La vida da muchas vueltas y, mientras estás ahí, girando y girando, te va cambiando en el proceso. La persona que eres hoy puede ser muy diferente de la que serás en unos años. Lo que hoy te encanta, mañana podría no gustarte. Lo que hoy es tu aspiración más transcendental, en un tiempo podría no importarte absolutamente nada. Y lo que hoy te resulta un arreglo de lo más conveniente, en cualquier momento puede ser todo lo contrario. Eso es lo que me pasó con el colegio de mi hija.

Que ese concertado con tan buenas referencias y situado a mitad de camino de mi trabajo bien compensaba la cuota quizá un pelín excesiva de las extraescolares, material, aportación ‘voluntaria’ y demás. Los horarios de entrada y salida eran un poco justos, pero suficiente para ahorrarnos pagar el servicio de madrugadores.

Cursó allí los tres años de infantil y, justo el verano antes del paso a primaria, nos cambiamos de casa. Cuando surgió la posibilidad de la mudanza tuvimos que plantearnos si la manteníamos en el mismo colegio o la cambiábamos. Decidimos dejarla porque, aunque quedaba lejos de nuestro nuevo barrio, nuestra logística no se veía demasiado afectada porque yo seguía teniendo que desplazarme a la misma oficina para trabajar.

 

 

La cosa cambió cuando mi empresa tuvo que hacer ciertos reajustes, mi delegación cerró y me pasaron a teletrabajo. Por un lado, muy bien, me adapté enseguida a eso de trabajar desde casa y al menos conservaba el puesto. Por otro…  menudo coñazo lo de vivir y trabajar en un lugar, y tener a la niña escolarizada a más de 30km de allí. Los horarios de mi marido casi nunca eran compatibles con los de ella, por lo que me tocaba a mí andar corriendo siempre de un lado al otro. Tuvimos que apuntarla al servicio de madrugadores y a una actividad, de lo contrario la mitad de los días me era imposible llegar a tiempo. Ella lo llevaba bien, pero su padre y, sobre todo, yo, estábamos siempre con la lengua de fuera. Al final, en aras de la mejor conciliación posible, optamos por matricularla en el colegio más cercano a la nueva casa. Era lo mejor para todos. Ganaríamos mucho tiempo, ahorraríamos dinero, madrugaríamos menos y, francamente, mi salud mental lo necesitaba. En ese sentido, acerté en todas mis predicciones. Lo que no pensé jamás fue que mi hija terminaría sufriendo las consecuencias.

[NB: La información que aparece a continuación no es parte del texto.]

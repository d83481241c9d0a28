//! Off-chain pairing check, run before a payload is submitted (`real-crypto`).

use ark_bn254::Bn254;
use ark_groth16::{prepare_verifying_key, Groth16, PreparedVerifyingKey, Proof, VerifyingKey};
use ark_serialize::CanonicalDeserialize;

use crate::error::{PoolError, Result};
use crate::field::Fr;
use crate::zk_verifier::types::ProofArtifact;

pub struct OffchainVerifier {
    pvk: PreparedVerifyingKey<Bn254>,
    n_public: usize,
}

impl OffchainVerifier {
    pub fn new(vk: &VerifyingKey<Bn254>) -> Result<Self> {
        let n_public = vk
            .gamma_abc_g1
            .len()
            .checked_sub(1)
            .ok_or_else(|| PoolError::invalid("verifying key has no IC points"))?;
        Ok(Self {
            pvk: prepare_verifying_key(vk),
            n_public,
        })
    }

    /// `bytes` is an arkworks uncompressed `VerifyingKey<Bn254>`.
    pub fn from_vk_bytes(bytes: &[u8]) -> Result<Self> {
        let vk = VerifyingKey::<Bn254>::deserialize_uncompressed(bytes)
            .map_err(|e| PoolError::invalid(format!("verifying key: {e}")))?;
        Self::new(&vk)
    }

    pub fn n_public(&self) -> usize {
        self.n_public
    }

    pub fn verify(&self, artifact: &ProofArtifact, signals: &[Fr]) -> Result<()> {
        if signals.len() != self.n_public {
            return Err(PoolError::invalid(format!(
                "verifying key expects {} public signals, got {}",
                self.n_public,
                signals.len()
            )));
        }
        let proof = Proof::<Bn254> {
            a: artifact.a,
            b: artifact.b,
            c: artifact.c,
        };
        let ok = Groth16::<Bn254>::verify_proof(&self.pvk, &proof, signals)
            .map_err(|e| PoolError::ProvingFailed(format!("pairing check errored: {e}")))?;
        if !ok {
            trace!("groth16: proof rejected by off-chain check");
            return Err(PoolError::ProvingFailed(
                "proof rejected by off-chain pairing check".into(),
            ));
        }
        Ok(())
    }
}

Nunca tuvo problemas para hacerse con la escuela infantil, ni con el cole de mayores. A nivel académico no tiene ninguna dificultad y siempre se le ha dado bien socializar y trabar amistades. Hasta que llegó al colegio nuevo y todo se torció.

Mi hija ha pasado de ir feliz al cole, a llorar porque no quiere ir. Le está costando muchísimo encontrar su hueco allí. No solo no ha hecho nuevos amigos, es que está marginada.

 

 

El nuevo es un colegio pequeño, solo hay una clase por curso y la mayoría de los niños llevan ahí desde el primer año de infantil. Razón por la que la consideran ‘de fuera’ y no le dan ni la más mínima oportunidad. No es feliz en la escuela, no está a gusto en las extraescolares y no le gusta siquiera ir a los parques de la zona porque siempre hay alguien del cole a quien conoce. Los profesores insisten en que no pasa nada, que solo le está costando integrarse un poco más de lo normal y que ya llegará.

Yo yo creía que la situación mejoraría con el tiempo, pero ya está en su segundo curso allí y lejos de mejorar, parece que va a peor. Lo cual resulta tan doloroso como frustrante para mí, porque a estas alturas volver a cambiarla tampoco sería solución. Porque ahora se ha distanciado de sus antiguos compañeros y no sé hasta qué punto volver a hacerla pasar por otro cambio sería positivo.

Conclusión: Me arrepiento muchísimo de haberla cambiado de colegio. Máxime porque, aunque de verdad pensaba que para ella no supondría un problema, lo hice a sabiendas de que lo que estaba primando era mi comodidad. Así que ahora estoy arrepentida, jodida y llena de culpa por una situación de la que no sé cómo sacarla.